Work request => The word "outdir" marks the lines you need; copy each of them from the data.

[Collected data entries]
————————

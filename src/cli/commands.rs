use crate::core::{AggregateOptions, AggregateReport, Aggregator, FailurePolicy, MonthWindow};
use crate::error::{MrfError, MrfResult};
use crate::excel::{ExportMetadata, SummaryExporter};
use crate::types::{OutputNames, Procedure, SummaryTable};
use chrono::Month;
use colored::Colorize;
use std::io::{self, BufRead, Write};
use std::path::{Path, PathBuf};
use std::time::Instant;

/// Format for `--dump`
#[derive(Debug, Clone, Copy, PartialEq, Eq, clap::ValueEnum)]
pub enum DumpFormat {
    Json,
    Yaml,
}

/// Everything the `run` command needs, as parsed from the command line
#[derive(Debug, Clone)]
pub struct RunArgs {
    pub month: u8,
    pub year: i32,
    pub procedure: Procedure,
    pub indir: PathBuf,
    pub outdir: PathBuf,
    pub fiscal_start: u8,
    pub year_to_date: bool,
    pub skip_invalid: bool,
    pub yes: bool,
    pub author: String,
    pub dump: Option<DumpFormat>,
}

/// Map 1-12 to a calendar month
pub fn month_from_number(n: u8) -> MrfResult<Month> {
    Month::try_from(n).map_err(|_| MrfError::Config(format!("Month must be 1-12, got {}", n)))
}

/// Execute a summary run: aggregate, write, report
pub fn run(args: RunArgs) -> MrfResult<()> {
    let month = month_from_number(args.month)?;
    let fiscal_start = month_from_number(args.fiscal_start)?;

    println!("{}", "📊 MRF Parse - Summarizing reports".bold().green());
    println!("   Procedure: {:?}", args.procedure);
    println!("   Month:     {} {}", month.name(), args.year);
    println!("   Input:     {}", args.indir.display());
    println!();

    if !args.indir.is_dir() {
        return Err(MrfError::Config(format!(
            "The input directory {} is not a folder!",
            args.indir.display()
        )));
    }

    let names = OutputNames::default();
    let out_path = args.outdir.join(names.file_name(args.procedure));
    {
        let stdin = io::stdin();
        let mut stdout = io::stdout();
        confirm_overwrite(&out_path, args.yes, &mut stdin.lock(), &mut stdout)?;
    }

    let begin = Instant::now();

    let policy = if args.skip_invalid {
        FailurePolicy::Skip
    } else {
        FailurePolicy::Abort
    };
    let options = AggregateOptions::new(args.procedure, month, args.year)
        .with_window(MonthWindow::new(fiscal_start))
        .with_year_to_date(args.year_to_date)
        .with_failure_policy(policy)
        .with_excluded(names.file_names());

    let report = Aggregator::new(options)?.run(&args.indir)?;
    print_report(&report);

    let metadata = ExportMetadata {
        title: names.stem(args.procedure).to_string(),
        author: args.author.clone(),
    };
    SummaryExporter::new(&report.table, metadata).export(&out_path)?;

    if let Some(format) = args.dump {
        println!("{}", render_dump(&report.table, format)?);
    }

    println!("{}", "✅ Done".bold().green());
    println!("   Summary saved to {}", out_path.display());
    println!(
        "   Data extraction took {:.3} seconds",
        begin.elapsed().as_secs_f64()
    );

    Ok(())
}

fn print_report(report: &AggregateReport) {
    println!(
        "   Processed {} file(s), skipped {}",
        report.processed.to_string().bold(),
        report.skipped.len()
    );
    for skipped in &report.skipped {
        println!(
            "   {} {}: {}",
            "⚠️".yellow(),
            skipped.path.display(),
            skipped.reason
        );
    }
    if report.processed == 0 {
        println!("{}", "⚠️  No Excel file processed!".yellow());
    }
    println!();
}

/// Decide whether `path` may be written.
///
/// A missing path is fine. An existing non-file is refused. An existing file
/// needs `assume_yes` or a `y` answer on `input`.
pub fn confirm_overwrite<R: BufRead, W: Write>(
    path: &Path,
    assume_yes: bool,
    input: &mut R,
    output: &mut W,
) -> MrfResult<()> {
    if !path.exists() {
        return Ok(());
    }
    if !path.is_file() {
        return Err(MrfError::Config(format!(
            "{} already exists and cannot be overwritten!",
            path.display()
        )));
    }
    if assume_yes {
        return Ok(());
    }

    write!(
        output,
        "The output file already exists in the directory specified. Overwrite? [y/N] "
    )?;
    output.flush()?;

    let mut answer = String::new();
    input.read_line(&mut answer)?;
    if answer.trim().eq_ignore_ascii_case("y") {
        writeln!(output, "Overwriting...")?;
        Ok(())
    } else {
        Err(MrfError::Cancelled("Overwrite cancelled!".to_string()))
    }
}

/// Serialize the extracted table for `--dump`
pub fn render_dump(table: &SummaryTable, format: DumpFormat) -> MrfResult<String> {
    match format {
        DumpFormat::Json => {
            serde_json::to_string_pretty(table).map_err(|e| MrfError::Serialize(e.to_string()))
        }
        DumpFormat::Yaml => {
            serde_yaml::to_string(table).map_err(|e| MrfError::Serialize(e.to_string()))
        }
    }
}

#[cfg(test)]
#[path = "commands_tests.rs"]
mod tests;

————————

Result below =>
    pub outdir: PathBuf,
    let out_path = args.outdir.join(names.file_name(args.procedure));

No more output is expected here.